According to Food Allergy Research & Education (FARE), 50–60 percent of blood and skin prick tests will yield some “false positives” for food allergies, meaning the test will show that a person is allergic to something when they are not.
If a blood test finds that a person has antibodies for a specific allergen, it is likely that they have an allergy to the substance, but it is not definite. More tests may be needed.
For example, a RAST test may show that an individual is allergic to a food, such as chickpeas, only because it is in the same family as another food, for example, peanuts, that really do provoke an allergic response.
Also, the level of antibodies in the blood is not necessarily linked to the number of times an individual has been exposed to the allergen or how severe or mild those reactions may have been.
If an individual tests positive for a specific antibody, which is called a positive specific-IgE test, this result indicates that they have probably been exposed to the allergen. But it does not say for sure that the individual is allergic to the substance.
The likelihood of false positive results makes it that much more important for doctors to review RAST test outcomes in the light of an individual’s overall medical history, particularly how much exposure they may have had to the allergen in question.
Allergies are very common, affecting more than 50 million people in the United States. Many people could, therefore, benefit from allergy testing to get proper treatment.
Allergies can affect the whole body. Key symptoms to watch out for include:
- abdominal pain
- itchy eyes
- nasal congestion
It is important to keep in mind that no allergy test can, by itself, determine whether or not a person has allergies and what those allergies are. A doctor will also take into consideration the individual’s medical history and other factors.

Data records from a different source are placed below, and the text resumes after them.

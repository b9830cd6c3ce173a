pub mod controller;
pub mod job;

pub use controller::JobScheduler;
pub use job::{CompletionCallback, ExecuteStrategy, Job, JobResult, JobStatus};
use serde::{Deserialize, Serialize};

#[derive(Debug, Clone, Copy, PartialEq, Eq, Hash, Serialize, Deserialize)]
#[serde(rename_all = "lowercase")]
pub enum Severity {
    Warning,
    Error,
}

impl Severity {
    /// Map a monitor `severity` attribute. Fixits count as errors; anything
    /// else (notes, skipped ranges) is not reported.
    pub fn from_monitor(value: &str) -> Option<Self> {
        match value {
            "warning" => Some(Severity::Warning),
            "error" | "fixit" => Some(Severity::Error),
            _ => None,
        }
    }
}

impl std::fmt::Display for Severity {
    fn fmt(&self, f: &mut std::fmt::Formatter<'_>) -> std::fmt::Result {
        match self {
            Severity::Warning => write!(f, "warning"),
            Severity::Error => write!(f, "error"),
        }
    }
}

/// A single diagnostic at a 1-based line/column.
#[derive(Debug, Clone, PartialEq, Eq, Serialize, Deserialize)]
pub struct Issue {
    pub severity: Severity,
    pub line: u32,
    pub column: u32,
    /// `None` means the issue runs to the end of its line
    pub length: Option<u32>,
    pub message: String,
}

/// Column range covered by an issue, resolved against the line it sits on.
#[derive(Debug, Clone, Copy, PartialEq, Eq)]
pub enum IssueSpan {
    ToEndOfLine { start: u32 },
    Columns { start: u32, end: u32 },
}

impl IssueSpan {
    /// Exclusive 1-based end column, given the length of the issue's line.
    pub fn end_column(&self, line_length: usize) -> u32 {
        match *self {
            IssueSpan::ToEndOfLine { start } => {
                let eol = u32::try_from(line_length).unwrap_or(u32::MAX).saturating_add(1);
                eol.max(start)
            }
            IssueSpan::Columns { end, .. } => end,
        }
    }
}

impl Issue {
    /// Build an issue from raw monitor values. Line and column are clamped
    /// to 1; a negative length means "to end of line".
    pub fn new(
        severity: Severity,
        line: i64,
        column: i64,
        length: Option<i64>,
        message: impl Into<String>,
    ) -> Self {
        Self {
            severity,
            line: clamp_position(line),
            column: clamp_position(column),
            length: length.and_then(|len| u32::try_from(len).ok()),
            message: message.into(),
        }
    }

    pub fn span(&self) -> IssueSpan {
        match self.length {
            Some(len) => IssueSpan::Columns {
                start: self.column,
                end: self.column.saturating_add(len),
            },
            None => IssueSpan::ToEndOfLine { start: self.column },
        }
    }
}

fn clamp_position(value: i64) -> u32 {
    u32::try_from(value.max(1)).unwrap_or(u32::MAX)
}

/// Error/warning counts for status display.
#[derive(Debug, Clone, Copy, Default, PartialEq, Eq, Serialize, Deserialize)]
pub struct DiagnosticsSummary {
    pub errors: usize,
    pub warnings: usize,
}

impl DiagnosticsSummary {
    pub fn is_clean(&self) -> bool {
        self.errors == 0 && self.warnings == 0
    }
}

impl std::fmt::Display for DiagnosticsSummary {
    fn fmt(&self, f: &mut std::fmt::Formatter<'_>) -> std::fmt::Result {
        if self.is_clean() {
            return write!(f, "✅");
        }
        let mut parts = Vec::new();
        if self.errors > 0 {
            parts.push(format!("⛔: {}", self.errors));
        }
        if self.warnings > 0 {
            parts.push(format!("✋: {}", self.warnings));
        }
        write!(f, "{}", parts.join(" "))
    }
}

/// The complete issue set reported for one file.
#[derive(Debug, Clone, Default, PartialEq, Eq, Serialize, Deserialize)]
pub struct FileDiagnostics {
    pub filename: String,
    pub warnings: Vec<Issue>,
    pub errors: Vec<Issue>,
}

/// Entry for a diagnostics picker.
#[derive(Debug, Clone, PartialEq, Eq, Serialize)]
pub struct NavigationItem {
    pub filename: String,
    pub line: u32,
    pub column: u32,
    pub message: String,
}

impl FileDiagnostics {
    pub fn new(filename: impl Into<String>) -> Self {
        Self {
            filename: filename.into(),
            ..Default::default()
        }
    }

    /// Sort issues into their severity lists, keeping arrival order.
    pub fn from_issues(filename: impl Into<String>, issues: impl IntoIterator<Item = Issue>) -> Self {
        let mut diagnostics = Self::new(filename);
        for issue in issues {
            diagnostics.push(issue);
        }
        diagnostics
    }

    pub fn push(&mut self, issue: Issue) {
        match issue.severity {
            Severity::Warning => self.warnings.push(issue),
            Severity::Error => self.errors.push(issue),
        }
    }

    pub fn is_empty(&self) -> bool {
        self.warnings.is_empty() && self.errors.is_empty()
    }

    pub fn summary(&self) -> DiagnosticsSummary {
        DiagnosticsSummary {
            errors: self.errors.len(),
            warnings: self.warnings.len(),
        }
    }

    /// Errors first, then warnings.
    pub fn navigation_items(&self) -> Vec<NavigationItem> {
        self.errors
            .iter()
            .chain(self.warnings.iter())
            .map(|issue| NavigationItem {
                filename: self.filename.clone(),
                line: issue.line,
                column: issue.column,
                message: issue.message.clone(),
            })
            .collect()
    }
}

#[cfg(test)]
mod tests {
    use super::*;

    #[test]
    fn fixit_maps_to_error() {
        assert_eq!(Severity::from_monitor("fixit"), Some(Severity::Error));
        assert_eq!(Severity::from_monitor("warning"), Some(Severity::Warning));
        assert_eq!(Severity::from_monitor("note"), None);
    }

    #[test]
    fn negative_length_runs_to_end_of_line() {
        let issue = Issue::new(Severity::Error, 3, 5, Some(-1), "boom");
        assert_eq!(issue.length, None);
        assert_eq!(issue.span(), IssueSpan::ToEndOfLine { start: 5 });
        assert_eq!(issue.span().end_column(20), 21);
    }

    #[test]
    fn missing_length_runs_to_end_of_line() {
        let issue = Issue::new(Severity::Warning, 1, 1, None, "unused");
        assert_eq!(issue.span(), IssueSpan::ToEndOfLine { start: 1 });
    }

    #[test]
    fn explicit_length_gives_end_column() {
        let zero = Issue::new(Severity::Error, 2, 7, Some(0), "here");
        assert_eq!(zero.span(), IssueSpan::Columns { start: 7, end: 7 });

        let four = Issue::new(Severity::Error, 2, 7, Some(4), "here");
        assert_eq!(four.span(), IssueSpan::Columns { start: 7, end: 11 });
        assert_eq!(four.span().end_column(100), 11);
    }

    #[test]
    fn positions_are_clamped_to_one() {
        let issue = Issue::new(Severity::Error, 0, -4, None, "odd");
        assert_eq!(issue.line, 1);
        assert_eq!(issue.column, 1);
    }

    #[test]
    fn end_of_line_never_precedes_start() {
        let span = IssueSpan::ToEndOfLine { start: 30 };
        assert_eq!(span.end_column(10), 30);
    }

    #[test]
    fn summary_rendering() {
        assert_eq!(DiagnosticsSummary::default().to_string(), "✅");
        let both = DiagnosticsSummary { errors: 2, warnings: 1 };
        assert_eq!(both.to_string(), "⛔: 2 ✋: 1");
        let warnings = DiagnosticsSummary { errors: 0, warnings: 3 };
        assert_eq!(warnings.to_string(), "✋: 3");
    }

    #[test]
    fn navigation_items_list_errors_first() {
        let diagnostics = FileDiagnostics::from_issues(
            "a.cpp",
            vec![
                Issue::new(Severity::Warning, 1, 1, None, "w"),
                Issue::new(Severity::Error, 9, 2, Some(3), "e"),
            ],
        );
        let items = diagnostics.navigation_items();
        assert_eq!(items.len(), 2);
        assert_eq!(items[0].message, "e");
        assert_eq!(items[0].line, 9);
        assert_eq!(items[1].message, "w");
    }
}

Sometimes, different laboratories will use different versions or “brands” of a blood test. This means that test results from various versions of the test may not use the same scale or units of measurement. Hence, it is important to ask the doctor reviewing the test outcomes to put the information in context.
With 1 out of every 4 children in developed nations reportedly suffering from allergies, the RAST test can also play a role in reducing the suffering of these children and the progression of their allergic sensitivity.